Intelligence sources, however, say the apology idea seems to be working as villagers have started attending small meetings of Maoists. Maoists have formed squads in the interiors of Purulia and Bankura districts, and are advancing towards West Midnapore and the newly set up Jhargram district. This time, Maoists are taking up social issues to come closer to villagers. For instance, in Purulia, they have asked people to demand the withdrawal of the hydro-power project in Ayodhya hills that would displace many people. In Salboni, where a Jindal Steel project is to take off, they have asked the villagers to demand their lands back a la Singur style. Moreover, they are instigating villagers against the Mamata government, which, they say, has done nothing substantial in the last four years.
But Maoists are being very cautious about their resurgence. Their local leaders were either unaware of the meetings or reluctant to talk about them. “It is difficult to know. We have no knowledge about it,” said Manoj Mahato, former member of PCAPA, who is now out on bail. Will he lead another movement? “The violence did not bring us anything. Let’s see how things progress. Hopefully, the one in the past was our last bloody movement,” said Manoj.

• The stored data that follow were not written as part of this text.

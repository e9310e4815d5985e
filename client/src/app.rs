//! Drives one form per CLI invocation.

use std::fs;
use std::path::{Path, PathBuf};

use chemvision_core::{
    ConversionApi, FormStatus, ImageFile, ImageToStructureForm, IntoResultCard, NameToStructureForm,
    ResultCard, StructureToNameForm,
};

use crate::error::CliError;

/// One user request, as given on the command line.
#[derive(Debug, Clone, PartialEq, Eq)]
pub enum Conversion {
    Image(PathBuf),
    Name(String),
    Smiles(String),
}

/// What a form ended up showing.
#[derive(Debug, Clone, PartialEq, Eq)]
pub struct Outcome {
    pub status: FormStatus,
    pub rendered: String,
    pub card: Option<ResultCard>,
}

impl Outcome {
    pub fn succeeded(&self) -> bool {
        self.status == FormStatus::Success
    }
}

/// Read a file from disk, sniffing its content type.
pub fn load_image(path: &Path) -> Result<ImageFile, CliError> {
    let bytes = fs::read(path).map_err(|source| CliError::ReadFile {
        path: path.to_path_buf(),
        source,
    })?;
    let file_name = path
        .file_name()
        .map(|name| name.to_string_lossy().into_owned())
        .unwrap_or_else(|| "upload".to_string());
    Ok(ImageFile::sniffed(file_name, bytes))
}

pub fn run_conversion<A: ConversionApi + ?Sized>(api: &A, conversion: &Conversion) -> Result<Outcome, CliError> {
    let outcome = match conversion {
        Conversion::Image(path) => {
            let mut form = ImageToStructureForm::new();
            form.select_file(load_image(path)?);
            if form.can_submit() {
                form.submit(api);
            }
            Outcome {
                status: form.state().status,
                rendered: form.render(),
                card: form.state().result.as_ref().map(|r| r.to_card()),
            }
        }
        Conversion::Name(name) => {
            let mut form = NameToStructureForm::new();
            form.submit(api, name);
            Outcome {
                status: form.state().status,
                rendered: form.render(),
                card: form.state().result.as_ref().map(|r| r.to_card()),
            }
        }
        Conversion::Smiles(smiles) => {
            let mut form = StructureToNameForm::new();
            form.submit(api, smiles);
            Outcome {
                status: form.state().status,
                rendered: form.render(),
                card: form.state().result.as_ref().map(|r| r.to_card()),
            }
        }
    };
    Ok(outcome)
}

/// Save a result under its download name inside `dir`.
pub fn download(card: &ResultCard, dir: &Path) -> Result<PathBuf, CliError> {
    let path = dir.join(card.download_file_name());
    fs::write(&path, &card.value).map_err(|source| CliError::WriteFile {
        path: path.clone(),
        source,
    })?;
    tracing::info!(path = %path.display(), "result saved");
    Ok(path)
}
use tracing_subscriber::{layer::SubscriberExt, util::SubscriberInitExt, EnvFilter};

/// Send logs to stderr so stdout carries only results.
///
/// `RUST_LOG` sets the filter (default `warn`); `CHEMVISION_LOG_JSON=1`
/// switches to JSON lines.
pub fn init() {
    let filter = EnvFilter::try_from_default_env().unwrap_or_else(|_| EnvFilter::new("warn"));
    let registry = tracing_subscriber::registry().with(filter);
    if env_flag("CHEMVISION_LOG_JSON") {
        registry
            .with(tracing_subscriber::fmt::layer().json().with_writer(std::io::stderr))
            .init();
    } else {
        registry
            .with(tracing_subscriber::fmt::layer().with_writer(std::io::stderr))
            .init();
    }
}

fn env_flag(key: &str) -> bool {
    std::env::var(key).is_ok_and(|value| is_truthy(&value))
}

fn is_truthy(value: &str) -> bool {
    matches!(value.trim().to_ascii_lowercase().as_str(), "1" | "true" | "yes" | "on")
}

But security officials are not very optimistic. They said it would be easy for Maoists to make a grand comeback if they could incite the villagers and gear them up to launch another protest.
“Things are not that easy this time. Even people of Jangalmahal have today realised that violence has no meaning,” said Chunibala Hansda, Jharkhand Party (Naren) leader and former MLA. “But the present government has done nothing except give a little rice to poor people at Rs2. We fear once people get angry, they would turn to Maoists again.”